Explanation of symbols

20 F-type electrochemical cell, 21 casing, 22 expanded nickel plate, 23 positive electrode, 25 negative electrode, 27 separator, 28 electrolyte, 29 holding member, 30 gas reservoir.

Claims (4)

A negative electrode capable of occluding and releasing magnesium ions;
A positive electrode comprising a compound having a stable radical skeleton and oxygen as a positive electrode active material;
A non-aqueous magnesium ion conductor interposed between the negative electrode and the positive electrode;
Magnesium air secondary battery equipped with.
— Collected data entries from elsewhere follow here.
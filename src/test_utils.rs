// SPDX-License-Identifier: MPL-2.0
//! Test utilities for float comparisons and other common test helpers.
//!
//! This module re-exports the `approx` crate's assertion macros for float comparison,
//! which properly handle floating-point precision issues that `assert_eq!` cannot.

// Re-export approx macros for convenient use in tests
pub use approx::{assert_abs_diff_eq, assert_abs_diff_ne, assert_relative_eq, assert_relative_ne};

use crate::domain::curtain::Geometry;

/// Default epsilon for f32 comparisons.
/// Suitable for values that should be "exactly equal" but may have minor floating-point errors.
pub const F32_EPSILON: f32 = 1e-6;

/// Epsilon for offsets that went through an easing curve.
pub const OFFSET_EPSILON: f32 = 1e-3;

/// Layout used by the curtain walkthroughs: 30 px inset, 300 px square panel
/// at the top of the window. `closed_bottom` is 300, `opened_top_offset` -270.
pub fn scenario_geometry() -> Geometry {
    match Geometry::new(30.0, 300.0, 0.0) {
        Ok(geometry) => geometry,
        Err(err) => panic!("scenario geometry must be valid: {err}"),
    }
}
The negative electrode is magnesium metal,
The magnesium air secondary battery according to claim 1. The stable radical skeleton is a nitroxyl radical;
The magnesium air secondary battery according to claim 1 or 2. The compound having a stable radical skeleton is a compound in which a nitroxyl radical is bonded to a polymer or a polycyclic aromatic ring directly or via a spacer.
The magnesium air secondary battery in any one of Claims 1-3.